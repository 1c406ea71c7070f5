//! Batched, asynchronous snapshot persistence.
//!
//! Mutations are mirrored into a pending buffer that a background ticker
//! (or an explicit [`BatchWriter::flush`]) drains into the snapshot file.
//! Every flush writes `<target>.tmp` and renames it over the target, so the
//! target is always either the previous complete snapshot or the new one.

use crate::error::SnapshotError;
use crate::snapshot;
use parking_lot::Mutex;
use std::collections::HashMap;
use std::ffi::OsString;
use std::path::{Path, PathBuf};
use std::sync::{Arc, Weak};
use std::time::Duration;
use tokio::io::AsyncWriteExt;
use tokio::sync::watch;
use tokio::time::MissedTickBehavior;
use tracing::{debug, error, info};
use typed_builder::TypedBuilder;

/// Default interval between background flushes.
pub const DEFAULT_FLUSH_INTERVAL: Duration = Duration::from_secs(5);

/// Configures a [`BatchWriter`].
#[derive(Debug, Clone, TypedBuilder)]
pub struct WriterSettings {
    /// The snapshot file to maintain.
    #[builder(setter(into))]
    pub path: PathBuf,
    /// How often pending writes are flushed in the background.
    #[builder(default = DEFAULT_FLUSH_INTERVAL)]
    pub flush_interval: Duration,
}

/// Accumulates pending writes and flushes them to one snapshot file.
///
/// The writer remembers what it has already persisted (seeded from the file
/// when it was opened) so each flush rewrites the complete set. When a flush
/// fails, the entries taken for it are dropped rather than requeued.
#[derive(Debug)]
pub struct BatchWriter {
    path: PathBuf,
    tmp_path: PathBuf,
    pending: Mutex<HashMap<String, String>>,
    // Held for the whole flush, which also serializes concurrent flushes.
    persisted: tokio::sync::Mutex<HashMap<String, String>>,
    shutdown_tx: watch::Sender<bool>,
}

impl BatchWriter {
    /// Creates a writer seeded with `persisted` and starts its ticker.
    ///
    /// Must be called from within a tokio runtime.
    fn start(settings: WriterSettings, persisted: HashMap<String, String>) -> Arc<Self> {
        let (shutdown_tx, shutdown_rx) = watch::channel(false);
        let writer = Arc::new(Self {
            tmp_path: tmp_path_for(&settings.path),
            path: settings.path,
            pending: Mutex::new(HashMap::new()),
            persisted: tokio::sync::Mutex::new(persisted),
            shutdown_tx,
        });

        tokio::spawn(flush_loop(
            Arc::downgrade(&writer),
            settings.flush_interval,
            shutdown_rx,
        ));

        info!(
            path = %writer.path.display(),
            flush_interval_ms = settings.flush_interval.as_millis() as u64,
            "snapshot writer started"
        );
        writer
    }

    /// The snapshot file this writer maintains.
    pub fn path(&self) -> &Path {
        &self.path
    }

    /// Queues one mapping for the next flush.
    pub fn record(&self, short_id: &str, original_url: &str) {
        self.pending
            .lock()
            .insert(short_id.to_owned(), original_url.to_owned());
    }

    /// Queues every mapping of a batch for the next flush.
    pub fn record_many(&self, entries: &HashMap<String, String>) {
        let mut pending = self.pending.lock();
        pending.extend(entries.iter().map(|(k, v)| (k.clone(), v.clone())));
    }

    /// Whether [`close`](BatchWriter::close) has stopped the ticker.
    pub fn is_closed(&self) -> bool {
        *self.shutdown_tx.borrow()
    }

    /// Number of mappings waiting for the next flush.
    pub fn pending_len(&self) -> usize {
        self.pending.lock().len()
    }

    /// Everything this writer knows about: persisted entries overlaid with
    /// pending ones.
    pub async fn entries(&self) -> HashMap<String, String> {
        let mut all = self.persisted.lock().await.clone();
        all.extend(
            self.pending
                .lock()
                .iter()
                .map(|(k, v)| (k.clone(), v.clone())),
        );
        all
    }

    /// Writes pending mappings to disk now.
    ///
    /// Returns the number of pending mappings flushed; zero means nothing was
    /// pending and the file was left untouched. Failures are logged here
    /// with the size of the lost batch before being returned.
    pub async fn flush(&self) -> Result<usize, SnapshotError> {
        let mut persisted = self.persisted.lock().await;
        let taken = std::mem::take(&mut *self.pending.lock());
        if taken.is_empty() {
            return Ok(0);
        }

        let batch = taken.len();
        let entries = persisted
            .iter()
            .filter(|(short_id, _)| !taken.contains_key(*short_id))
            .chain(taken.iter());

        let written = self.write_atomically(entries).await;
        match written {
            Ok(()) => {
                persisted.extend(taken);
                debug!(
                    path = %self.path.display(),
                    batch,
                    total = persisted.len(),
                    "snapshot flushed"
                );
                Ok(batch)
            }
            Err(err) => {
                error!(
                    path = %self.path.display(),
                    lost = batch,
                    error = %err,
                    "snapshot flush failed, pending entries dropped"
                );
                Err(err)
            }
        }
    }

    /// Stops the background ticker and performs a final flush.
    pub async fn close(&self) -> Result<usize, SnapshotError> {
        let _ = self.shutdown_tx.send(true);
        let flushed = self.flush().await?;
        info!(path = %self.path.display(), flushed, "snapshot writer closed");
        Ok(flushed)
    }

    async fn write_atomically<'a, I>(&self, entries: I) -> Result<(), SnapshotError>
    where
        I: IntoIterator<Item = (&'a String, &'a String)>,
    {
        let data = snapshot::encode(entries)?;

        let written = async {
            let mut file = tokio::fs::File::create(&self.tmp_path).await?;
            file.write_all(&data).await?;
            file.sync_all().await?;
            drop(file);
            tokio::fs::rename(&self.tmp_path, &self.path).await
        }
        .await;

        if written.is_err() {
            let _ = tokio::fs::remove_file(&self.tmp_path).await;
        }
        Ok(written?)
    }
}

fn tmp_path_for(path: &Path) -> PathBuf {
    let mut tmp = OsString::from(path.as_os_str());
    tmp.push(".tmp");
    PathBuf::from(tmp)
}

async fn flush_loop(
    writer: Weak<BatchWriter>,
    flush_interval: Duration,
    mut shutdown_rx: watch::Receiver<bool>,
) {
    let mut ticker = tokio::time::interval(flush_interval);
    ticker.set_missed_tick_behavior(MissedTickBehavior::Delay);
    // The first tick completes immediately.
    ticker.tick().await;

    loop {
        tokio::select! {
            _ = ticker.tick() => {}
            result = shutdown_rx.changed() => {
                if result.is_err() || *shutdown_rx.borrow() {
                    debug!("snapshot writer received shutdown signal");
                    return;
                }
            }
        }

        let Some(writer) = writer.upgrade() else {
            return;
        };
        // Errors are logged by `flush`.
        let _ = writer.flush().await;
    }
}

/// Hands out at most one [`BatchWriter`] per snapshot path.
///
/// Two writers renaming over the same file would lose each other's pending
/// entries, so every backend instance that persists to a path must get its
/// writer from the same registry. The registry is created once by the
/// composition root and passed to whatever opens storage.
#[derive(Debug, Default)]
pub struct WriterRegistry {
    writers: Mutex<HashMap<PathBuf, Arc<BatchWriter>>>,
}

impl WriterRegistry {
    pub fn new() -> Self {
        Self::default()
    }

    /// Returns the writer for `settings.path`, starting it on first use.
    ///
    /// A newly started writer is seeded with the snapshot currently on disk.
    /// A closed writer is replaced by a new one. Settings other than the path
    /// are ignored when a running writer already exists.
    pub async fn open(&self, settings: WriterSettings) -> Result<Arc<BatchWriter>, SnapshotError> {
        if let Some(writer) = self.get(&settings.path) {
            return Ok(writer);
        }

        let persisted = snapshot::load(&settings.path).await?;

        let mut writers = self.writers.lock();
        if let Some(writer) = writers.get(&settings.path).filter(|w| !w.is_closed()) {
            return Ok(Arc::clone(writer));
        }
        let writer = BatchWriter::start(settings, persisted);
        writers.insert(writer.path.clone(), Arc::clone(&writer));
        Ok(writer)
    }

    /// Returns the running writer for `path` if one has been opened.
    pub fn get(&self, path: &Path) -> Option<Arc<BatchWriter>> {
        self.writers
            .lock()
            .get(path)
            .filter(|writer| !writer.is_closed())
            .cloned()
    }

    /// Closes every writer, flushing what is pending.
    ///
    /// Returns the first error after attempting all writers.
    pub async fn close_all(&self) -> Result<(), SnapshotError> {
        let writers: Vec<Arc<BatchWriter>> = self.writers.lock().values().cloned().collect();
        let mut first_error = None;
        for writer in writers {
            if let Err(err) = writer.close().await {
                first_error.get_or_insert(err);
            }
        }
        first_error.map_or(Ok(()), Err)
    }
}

———

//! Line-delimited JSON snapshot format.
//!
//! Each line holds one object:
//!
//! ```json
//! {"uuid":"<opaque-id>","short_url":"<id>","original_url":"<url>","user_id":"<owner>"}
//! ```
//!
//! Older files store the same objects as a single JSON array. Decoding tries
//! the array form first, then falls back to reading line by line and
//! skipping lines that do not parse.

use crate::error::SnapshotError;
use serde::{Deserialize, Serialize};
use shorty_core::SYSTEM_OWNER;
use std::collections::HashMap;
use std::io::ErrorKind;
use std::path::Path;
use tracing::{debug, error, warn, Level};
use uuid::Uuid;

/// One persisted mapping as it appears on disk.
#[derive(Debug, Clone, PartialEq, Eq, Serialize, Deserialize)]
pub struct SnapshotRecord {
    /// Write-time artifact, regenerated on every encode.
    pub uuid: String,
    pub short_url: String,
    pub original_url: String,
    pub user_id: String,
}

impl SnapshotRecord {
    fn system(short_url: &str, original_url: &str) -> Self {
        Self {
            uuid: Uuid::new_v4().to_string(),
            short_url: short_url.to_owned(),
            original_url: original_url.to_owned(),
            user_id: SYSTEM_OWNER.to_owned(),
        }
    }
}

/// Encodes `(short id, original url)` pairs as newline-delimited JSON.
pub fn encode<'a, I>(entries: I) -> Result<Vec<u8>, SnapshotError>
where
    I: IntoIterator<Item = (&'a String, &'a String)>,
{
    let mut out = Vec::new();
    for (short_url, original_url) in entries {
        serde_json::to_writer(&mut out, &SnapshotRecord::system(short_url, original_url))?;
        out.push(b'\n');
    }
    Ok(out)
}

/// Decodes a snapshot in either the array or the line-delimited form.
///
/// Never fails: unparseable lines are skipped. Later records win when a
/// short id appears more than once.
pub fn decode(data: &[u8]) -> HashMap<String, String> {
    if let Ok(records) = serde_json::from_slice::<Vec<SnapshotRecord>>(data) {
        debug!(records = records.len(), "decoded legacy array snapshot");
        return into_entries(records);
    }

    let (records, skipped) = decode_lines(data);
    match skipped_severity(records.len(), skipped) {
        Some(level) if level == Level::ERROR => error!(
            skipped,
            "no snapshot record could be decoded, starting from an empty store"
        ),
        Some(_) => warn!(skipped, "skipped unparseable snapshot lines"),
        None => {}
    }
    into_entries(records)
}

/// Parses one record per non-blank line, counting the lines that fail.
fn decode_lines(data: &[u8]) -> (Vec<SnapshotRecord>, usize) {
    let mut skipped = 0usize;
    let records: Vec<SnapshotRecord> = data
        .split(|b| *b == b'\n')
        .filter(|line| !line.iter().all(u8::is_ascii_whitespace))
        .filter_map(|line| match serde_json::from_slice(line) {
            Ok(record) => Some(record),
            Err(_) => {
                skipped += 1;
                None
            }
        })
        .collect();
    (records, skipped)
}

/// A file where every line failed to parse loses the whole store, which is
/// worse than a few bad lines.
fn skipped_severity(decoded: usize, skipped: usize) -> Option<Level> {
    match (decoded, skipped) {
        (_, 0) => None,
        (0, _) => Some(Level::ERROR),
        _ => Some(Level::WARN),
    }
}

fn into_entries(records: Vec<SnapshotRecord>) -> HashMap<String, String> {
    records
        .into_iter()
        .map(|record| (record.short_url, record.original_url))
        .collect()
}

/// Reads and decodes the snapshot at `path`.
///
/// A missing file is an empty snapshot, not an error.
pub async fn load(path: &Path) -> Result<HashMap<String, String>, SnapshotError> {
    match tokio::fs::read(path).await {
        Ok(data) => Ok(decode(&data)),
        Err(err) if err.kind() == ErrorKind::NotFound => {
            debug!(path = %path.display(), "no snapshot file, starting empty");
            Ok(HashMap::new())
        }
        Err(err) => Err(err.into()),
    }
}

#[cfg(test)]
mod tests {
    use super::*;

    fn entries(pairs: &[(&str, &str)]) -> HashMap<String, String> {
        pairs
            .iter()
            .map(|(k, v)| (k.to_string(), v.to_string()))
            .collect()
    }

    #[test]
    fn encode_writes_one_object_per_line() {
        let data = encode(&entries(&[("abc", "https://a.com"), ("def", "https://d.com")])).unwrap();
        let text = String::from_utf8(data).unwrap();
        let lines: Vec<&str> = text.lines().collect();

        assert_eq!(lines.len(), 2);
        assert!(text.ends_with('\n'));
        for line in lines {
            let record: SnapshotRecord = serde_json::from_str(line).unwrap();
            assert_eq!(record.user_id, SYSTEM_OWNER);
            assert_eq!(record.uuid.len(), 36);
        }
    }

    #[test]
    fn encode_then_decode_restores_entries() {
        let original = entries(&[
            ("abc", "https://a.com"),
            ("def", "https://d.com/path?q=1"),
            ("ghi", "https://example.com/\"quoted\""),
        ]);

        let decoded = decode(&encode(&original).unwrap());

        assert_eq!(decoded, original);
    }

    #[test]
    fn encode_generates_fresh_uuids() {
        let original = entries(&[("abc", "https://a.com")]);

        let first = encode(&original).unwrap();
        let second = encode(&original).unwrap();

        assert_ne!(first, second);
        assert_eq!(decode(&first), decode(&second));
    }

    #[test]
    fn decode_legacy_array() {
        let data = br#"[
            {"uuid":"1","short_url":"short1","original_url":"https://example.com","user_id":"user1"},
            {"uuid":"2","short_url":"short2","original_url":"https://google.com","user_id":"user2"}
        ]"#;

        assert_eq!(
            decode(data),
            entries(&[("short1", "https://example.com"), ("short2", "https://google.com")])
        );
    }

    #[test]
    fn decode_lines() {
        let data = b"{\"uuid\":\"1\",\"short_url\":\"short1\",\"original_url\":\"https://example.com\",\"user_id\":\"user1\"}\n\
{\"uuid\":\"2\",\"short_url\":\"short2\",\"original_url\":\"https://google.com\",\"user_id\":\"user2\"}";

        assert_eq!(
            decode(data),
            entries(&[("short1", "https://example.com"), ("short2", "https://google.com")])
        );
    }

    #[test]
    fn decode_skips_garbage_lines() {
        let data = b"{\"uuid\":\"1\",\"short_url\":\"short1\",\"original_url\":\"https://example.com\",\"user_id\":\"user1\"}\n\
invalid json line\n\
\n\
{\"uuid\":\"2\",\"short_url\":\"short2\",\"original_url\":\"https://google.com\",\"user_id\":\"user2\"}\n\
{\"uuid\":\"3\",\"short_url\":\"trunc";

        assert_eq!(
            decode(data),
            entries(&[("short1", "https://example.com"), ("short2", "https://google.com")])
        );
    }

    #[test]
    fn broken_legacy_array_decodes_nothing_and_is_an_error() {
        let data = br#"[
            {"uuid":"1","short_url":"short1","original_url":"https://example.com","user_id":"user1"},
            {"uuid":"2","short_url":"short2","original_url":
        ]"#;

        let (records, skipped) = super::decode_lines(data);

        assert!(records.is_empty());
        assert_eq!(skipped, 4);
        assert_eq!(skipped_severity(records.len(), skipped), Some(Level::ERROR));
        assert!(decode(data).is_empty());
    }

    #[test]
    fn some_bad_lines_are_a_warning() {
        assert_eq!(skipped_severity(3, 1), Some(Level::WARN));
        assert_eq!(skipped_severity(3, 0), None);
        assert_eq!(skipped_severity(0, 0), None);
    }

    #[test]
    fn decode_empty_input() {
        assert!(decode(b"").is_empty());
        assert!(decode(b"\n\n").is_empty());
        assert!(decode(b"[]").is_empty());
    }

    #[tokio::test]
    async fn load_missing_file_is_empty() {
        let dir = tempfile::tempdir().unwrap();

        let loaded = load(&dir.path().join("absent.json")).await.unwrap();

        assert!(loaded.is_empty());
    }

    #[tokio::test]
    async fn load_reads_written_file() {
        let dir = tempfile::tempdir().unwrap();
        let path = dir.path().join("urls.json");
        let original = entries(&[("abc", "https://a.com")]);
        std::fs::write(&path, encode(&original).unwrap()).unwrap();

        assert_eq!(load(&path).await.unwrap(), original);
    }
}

———

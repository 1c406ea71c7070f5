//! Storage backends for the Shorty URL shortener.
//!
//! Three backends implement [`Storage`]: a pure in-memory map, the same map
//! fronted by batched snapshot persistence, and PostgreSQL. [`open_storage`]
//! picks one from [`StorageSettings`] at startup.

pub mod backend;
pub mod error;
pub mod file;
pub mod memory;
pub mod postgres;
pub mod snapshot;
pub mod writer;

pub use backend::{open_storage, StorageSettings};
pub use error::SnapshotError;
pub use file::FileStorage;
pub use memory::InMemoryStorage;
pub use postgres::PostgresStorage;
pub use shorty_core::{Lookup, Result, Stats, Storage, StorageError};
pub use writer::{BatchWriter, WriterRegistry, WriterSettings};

———

## [What to do]
The entries above hold the needed span. Transcribe exactly the lines from the one with "a tokio runtime." to the one with "let writer = Arc::new(Self", both included.

## [Your solution]
    /// Must be called from within a tokio runtime.
    fn start(settings: WriterSettings, persisted: HashMap<String, String>) -> Arc<Self> {
        let (shutdown_tx, shutdown_rx) = watch::channel(false);
        let writer = Arc::new(Self {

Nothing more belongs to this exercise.